Stored data:
- Opening Delimiter -

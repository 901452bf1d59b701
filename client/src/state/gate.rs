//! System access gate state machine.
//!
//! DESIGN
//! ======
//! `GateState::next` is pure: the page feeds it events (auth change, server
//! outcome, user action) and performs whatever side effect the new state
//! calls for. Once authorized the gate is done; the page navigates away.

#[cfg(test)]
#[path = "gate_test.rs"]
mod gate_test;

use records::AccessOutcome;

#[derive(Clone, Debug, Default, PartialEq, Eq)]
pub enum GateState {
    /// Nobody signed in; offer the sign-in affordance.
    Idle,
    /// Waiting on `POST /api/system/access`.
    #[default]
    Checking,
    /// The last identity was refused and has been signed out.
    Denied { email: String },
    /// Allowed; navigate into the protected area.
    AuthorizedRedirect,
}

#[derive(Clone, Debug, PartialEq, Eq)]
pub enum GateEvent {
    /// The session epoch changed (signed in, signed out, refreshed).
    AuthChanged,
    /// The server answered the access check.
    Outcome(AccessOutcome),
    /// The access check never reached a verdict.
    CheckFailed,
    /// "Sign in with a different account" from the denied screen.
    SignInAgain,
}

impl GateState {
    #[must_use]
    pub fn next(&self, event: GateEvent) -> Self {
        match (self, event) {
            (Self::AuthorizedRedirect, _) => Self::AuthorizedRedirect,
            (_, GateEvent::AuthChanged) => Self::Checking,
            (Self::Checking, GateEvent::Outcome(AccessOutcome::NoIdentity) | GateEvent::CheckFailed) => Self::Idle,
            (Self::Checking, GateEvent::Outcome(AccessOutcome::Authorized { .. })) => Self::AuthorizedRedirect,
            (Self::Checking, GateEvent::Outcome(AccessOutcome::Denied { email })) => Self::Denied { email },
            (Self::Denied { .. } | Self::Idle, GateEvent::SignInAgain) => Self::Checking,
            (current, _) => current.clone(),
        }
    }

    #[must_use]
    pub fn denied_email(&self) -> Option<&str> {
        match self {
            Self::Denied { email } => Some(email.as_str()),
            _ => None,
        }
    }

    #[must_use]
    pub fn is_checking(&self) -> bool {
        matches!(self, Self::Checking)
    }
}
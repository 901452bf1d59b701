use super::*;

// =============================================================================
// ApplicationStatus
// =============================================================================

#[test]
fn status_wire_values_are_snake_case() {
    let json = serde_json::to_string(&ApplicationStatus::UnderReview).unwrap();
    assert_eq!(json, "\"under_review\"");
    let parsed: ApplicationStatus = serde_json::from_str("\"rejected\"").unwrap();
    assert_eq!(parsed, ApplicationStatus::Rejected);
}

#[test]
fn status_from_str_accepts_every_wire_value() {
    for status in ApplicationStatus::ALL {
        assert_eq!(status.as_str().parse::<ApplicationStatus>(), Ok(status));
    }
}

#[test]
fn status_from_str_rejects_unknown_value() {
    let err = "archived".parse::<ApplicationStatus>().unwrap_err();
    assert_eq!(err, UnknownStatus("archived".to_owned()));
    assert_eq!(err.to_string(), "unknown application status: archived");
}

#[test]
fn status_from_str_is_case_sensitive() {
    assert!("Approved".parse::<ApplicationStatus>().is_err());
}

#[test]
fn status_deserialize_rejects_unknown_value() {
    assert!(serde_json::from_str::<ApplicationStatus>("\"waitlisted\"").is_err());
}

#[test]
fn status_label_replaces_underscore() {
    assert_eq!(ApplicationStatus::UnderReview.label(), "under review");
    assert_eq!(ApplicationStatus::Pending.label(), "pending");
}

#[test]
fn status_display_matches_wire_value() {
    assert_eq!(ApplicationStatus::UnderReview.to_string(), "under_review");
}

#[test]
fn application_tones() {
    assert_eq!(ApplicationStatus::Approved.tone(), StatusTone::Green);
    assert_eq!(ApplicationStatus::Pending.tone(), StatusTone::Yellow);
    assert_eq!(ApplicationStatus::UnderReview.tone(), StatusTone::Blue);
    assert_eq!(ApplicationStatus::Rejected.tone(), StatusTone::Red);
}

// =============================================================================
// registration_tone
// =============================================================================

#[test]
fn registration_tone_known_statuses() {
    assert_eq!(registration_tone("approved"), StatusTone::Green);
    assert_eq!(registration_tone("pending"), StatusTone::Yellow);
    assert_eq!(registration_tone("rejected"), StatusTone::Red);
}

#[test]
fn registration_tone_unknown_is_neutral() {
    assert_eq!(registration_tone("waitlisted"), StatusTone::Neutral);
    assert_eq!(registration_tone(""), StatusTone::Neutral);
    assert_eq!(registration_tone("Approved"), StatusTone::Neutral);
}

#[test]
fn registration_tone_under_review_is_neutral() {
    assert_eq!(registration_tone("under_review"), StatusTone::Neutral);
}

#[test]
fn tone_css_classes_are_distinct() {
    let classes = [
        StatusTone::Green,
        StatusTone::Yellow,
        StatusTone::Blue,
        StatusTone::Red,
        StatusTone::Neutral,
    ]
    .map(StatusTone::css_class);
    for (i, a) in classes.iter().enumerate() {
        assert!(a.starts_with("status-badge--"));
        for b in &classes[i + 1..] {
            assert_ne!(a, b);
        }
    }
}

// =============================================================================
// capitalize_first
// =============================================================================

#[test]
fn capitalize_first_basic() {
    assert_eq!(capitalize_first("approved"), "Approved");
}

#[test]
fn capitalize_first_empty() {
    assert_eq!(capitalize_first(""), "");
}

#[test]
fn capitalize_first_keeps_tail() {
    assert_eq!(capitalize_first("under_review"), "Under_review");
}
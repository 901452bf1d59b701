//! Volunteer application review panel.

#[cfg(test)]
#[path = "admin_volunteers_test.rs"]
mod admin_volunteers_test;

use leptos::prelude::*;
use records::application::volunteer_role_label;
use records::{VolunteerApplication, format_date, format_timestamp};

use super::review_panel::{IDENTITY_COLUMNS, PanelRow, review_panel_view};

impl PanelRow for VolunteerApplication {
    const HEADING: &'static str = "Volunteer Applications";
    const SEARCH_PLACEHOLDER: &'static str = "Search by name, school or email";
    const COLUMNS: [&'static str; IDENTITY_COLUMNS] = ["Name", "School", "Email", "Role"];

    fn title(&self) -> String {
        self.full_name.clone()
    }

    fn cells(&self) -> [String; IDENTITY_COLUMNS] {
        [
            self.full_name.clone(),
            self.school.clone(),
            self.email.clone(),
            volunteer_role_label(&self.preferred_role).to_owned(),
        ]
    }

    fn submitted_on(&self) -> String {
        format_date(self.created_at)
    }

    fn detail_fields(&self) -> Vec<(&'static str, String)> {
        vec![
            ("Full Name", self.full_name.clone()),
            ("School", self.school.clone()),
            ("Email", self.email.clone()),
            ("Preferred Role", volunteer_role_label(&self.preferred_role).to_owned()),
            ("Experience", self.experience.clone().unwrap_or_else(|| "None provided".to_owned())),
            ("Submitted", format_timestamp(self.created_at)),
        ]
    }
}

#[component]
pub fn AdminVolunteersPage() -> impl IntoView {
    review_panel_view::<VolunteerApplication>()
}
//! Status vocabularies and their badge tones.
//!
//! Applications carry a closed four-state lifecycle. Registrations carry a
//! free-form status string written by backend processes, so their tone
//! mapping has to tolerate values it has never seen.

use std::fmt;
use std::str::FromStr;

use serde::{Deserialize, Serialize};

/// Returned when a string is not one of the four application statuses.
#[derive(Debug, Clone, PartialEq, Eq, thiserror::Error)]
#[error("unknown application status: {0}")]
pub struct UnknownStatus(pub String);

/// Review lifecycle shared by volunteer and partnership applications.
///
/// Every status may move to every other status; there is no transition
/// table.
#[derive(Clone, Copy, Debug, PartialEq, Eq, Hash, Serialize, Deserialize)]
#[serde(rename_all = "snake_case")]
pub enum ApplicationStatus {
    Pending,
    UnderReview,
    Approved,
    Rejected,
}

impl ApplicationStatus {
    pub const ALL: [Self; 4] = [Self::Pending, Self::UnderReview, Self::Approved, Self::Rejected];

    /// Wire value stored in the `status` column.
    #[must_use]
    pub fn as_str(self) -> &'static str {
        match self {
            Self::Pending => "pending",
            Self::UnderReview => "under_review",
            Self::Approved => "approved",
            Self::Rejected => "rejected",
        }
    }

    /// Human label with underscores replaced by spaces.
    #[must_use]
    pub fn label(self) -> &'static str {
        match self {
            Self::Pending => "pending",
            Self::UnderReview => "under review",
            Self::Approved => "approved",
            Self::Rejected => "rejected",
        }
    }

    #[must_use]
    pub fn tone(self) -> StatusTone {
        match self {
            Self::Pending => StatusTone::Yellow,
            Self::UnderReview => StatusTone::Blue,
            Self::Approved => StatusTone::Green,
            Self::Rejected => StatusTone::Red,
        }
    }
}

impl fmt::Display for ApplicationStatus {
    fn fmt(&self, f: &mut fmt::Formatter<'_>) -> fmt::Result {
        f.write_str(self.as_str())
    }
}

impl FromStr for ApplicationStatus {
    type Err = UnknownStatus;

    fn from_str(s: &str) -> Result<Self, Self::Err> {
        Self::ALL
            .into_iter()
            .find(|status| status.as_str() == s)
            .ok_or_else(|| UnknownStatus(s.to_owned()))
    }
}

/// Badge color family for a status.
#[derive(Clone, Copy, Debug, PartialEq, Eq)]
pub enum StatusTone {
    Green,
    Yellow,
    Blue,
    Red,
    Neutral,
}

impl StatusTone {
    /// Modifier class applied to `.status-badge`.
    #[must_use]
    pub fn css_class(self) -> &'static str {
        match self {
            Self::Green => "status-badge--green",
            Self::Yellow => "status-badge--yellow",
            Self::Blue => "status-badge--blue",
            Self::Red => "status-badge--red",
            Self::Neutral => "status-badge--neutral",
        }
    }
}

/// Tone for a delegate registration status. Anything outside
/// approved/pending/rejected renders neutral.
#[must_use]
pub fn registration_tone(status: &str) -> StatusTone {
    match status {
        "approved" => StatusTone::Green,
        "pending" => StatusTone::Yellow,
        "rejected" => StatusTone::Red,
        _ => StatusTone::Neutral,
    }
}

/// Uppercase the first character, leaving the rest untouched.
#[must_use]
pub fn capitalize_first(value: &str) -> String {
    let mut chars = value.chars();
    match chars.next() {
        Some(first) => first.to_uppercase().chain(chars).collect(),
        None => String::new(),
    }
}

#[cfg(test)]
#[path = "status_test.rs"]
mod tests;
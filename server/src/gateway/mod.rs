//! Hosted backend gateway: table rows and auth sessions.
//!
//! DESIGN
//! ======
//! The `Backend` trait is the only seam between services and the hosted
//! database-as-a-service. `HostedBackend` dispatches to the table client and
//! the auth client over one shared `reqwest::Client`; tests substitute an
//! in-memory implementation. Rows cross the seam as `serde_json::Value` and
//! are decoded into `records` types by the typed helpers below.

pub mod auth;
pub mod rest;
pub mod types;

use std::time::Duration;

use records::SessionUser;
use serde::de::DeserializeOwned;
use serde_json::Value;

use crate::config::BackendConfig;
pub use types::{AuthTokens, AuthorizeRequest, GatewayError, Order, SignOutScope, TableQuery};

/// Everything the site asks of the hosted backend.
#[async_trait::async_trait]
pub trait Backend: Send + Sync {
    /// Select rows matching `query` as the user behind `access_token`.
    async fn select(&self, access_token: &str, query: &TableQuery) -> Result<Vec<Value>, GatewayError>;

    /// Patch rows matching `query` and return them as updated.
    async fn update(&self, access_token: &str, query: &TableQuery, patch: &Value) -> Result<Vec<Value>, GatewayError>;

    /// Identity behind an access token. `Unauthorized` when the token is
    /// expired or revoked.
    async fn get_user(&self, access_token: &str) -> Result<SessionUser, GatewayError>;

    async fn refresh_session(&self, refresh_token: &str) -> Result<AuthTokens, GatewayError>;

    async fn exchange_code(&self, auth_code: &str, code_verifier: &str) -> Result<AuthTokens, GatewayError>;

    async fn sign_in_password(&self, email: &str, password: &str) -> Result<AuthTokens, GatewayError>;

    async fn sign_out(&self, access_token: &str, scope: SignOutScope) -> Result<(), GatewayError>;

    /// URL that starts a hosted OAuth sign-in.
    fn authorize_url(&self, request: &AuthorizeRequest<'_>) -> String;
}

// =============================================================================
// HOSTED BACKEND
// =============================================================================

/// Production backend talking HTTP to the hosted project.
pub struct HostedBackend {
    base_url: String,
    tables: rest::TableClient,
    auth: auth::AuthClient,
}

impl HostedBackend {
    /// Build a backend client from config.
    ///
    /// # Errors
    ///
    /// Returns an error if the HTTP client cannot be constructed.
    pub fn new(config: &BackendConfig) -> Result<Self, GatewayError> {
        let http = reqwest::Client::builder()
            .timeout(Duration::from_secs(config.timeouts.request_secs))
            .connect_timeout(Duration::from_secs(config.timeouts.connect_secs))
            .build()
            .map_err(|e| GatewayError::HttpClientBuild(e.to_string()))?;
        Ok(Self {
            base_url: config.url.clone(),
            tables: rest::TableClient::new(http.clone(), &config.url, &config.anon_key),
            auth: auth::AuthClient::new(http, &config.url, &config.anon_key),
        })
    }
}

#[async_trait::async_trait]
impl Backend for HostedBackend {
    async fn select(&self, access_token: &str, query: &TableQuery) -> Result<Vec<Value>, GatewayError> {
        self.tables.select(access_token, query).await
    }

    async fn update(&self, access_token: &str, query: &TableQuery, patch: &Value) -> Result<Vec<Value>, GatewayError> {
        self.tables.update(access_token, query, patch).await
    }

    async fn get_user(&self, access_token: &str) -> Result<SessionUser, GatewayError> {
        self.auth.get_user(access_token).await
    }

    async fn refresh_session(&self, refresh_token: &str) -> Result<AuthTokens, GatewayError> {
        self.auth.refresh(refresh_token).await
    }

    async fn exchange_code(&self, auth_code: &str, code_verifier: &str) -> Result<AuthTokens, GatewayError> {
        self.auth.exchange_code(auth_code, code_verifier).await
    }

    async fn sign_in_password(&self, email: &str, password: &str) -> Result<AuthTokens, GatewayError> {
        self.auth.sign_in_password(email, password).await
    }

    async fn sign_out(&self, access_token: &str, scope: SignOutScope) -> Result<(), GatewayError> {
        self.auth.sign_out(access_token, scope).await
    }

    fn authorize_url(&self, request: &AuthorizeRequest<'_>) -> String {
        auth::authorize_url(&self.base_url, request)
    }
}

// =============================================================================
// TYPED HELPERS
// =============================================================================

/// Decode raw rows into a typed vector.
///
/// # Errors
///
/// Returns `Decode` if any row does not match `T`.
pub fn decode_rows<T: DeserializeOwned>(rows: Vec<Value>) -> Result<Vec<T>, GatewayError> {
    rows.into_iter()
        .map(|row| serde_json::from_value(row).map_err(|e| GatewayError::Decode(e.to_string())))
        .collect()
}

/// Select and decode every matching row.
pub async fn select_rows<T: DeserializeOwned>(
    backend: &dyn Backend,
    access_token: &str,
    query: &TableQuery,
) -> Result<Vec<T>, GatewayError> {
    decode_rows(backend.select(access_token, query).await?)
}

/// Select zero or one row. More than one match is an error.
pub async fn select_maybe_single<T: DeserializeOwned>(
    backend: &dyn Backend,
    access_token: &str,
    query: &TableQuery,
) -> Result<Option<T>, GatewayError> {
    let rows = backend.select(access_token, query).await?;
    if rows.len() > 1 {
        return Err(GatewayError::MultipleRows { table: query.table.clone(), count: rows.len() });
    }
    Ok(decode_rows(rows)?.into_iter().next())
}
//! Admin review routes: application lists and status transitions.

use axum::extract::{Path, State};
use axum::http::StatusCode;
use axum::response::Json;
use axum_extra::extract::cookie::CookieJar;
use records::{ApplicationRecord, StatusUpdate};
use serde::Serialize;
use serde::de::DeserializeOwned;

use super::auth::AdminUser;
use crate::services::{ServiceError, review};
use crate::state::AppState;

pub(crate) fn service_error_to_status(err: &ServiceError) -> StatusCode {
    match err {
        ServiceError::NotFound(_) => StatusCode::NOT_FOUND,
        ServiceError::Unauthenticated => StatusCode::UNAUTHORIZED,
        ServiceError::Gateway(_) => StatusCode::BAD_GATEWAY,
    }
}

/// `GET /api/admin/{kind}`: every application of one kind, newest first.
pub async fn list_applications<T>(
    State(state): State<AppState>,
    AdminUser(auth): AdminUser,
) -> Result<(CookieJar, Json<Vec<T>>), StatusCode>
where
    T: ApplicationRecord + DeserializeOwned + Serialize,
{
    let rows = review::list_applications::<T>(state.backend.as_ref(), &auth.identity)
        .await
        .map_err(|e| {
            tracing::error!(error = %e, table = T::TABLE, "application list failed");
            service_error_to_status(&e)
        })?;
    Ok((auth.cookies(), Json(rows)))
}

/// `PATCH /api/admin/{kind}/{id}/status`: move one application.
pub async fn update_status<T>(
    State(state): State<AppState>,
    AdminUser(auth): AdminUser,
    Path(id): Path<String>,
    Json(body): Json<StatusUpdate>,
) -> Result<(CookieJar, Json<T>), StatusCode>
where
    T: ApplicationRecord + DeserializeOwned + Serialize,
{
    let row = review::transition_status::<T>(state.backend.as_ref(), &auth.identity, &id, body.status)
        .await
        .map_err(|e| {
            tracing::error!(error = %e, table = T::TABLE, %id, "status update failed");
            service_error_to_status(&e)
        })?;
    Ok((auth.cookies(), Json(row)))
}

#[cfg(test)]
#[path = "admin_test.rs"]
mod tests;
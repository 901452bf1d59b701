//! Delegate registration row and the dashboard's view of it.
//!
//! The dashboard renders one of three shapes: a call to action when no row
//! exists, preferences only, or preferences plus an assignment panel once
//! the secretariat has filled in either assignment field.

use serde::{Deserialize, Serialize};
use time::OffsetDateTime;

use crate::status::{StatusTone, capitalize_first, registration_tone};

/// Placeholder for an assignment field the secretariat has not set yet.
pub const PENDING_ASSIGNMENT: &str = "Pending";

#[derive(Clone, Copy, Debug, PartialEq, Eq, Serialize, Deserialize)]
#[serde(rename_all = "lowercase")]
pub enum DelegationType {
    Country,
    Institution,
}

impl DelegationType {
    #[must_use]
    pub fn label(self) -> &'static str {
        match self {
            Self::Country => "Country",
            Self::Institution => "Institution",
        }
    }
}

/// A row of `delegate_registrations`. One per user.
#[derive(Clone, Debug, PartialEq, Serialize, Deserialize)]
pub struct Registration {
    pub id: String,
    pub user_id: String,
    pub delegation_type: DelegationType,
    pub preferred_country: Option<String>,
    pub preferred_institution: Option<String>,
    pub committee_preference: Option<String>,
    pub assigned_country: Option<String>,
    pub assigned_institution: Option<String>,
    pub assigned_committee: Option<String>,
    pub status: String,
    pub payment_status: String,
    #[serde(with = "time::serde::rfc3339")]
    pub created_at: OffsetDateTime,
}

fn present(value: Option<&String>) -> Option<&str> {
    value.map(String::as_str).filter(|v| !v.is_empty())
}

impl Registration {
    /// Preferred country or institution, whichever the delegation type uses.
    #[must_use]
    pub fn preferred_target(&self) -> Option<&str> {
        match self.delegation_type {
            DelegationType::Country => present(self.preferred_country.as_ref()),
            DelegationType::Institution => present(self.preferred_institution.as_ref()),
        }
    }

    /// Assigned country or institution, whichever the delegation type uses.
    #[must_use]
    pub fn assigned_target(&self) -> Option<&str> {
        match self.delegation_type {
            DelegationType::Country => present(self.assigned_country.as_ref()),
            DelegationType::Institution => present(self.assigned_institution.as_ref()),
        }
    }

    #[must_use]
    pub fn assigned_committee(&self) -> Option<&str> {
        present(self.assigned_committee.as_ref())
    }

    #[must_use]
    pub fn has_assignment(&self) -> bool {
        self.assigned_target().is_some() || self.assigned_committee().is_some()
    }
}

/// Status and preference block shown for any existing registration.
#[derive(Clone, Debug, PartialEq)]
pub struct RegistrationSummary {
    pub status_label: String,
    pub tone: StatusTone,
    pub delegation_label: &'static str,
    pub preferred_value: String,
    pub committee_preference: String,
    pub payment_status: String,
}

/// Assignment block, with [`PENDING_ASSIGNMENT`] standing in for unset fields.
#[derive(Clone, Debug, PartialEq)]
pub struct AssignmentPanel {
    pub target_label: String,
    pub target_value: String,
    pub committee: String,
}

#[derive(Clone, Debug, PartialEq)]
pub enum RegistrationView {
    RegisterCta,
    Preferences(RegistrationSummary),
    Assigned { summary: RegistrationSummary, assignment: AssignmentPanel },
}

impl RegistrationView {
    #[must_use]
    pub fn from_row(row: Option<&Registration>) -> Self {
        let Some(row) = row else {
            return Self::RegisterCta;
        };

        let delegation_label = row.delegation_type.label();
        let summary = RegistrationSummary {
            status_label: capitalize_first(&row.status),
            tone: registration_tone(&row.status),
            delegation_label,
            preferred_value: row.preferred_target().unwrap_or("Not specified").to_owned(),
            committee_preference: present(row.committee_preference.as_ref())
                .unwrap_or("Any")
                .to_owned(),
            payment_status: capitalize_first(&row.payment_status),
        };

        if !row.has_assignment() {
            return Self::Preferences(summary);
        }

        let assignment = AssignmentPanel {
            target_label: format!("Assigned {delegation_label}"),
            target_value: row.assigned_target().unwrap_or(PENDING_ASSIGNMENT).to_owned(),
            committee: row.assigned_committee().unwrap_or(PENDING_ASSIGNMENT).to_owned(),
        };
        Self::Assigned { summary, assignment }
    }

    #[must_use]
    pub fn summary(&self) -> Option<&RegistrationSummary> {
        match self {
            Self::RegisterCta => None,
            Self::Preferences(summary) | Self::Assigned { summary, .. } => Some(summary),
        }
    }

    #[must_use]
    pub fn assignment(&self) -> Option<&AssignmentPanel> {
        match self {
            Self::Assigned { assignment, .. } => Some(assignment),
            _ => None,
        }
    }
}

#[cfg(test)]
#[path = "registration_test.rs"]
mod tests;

- Closing Delimiter -

### Task to complete
Copy every line in the records above that contains the word "when".

### Solution to this exercise
/// Returned when a string is not one of the four application statuses.
    /// Identity behind an access token. `Unauthorized` when the token is
//! The dashboard renders one of three shapes: a call to action when no row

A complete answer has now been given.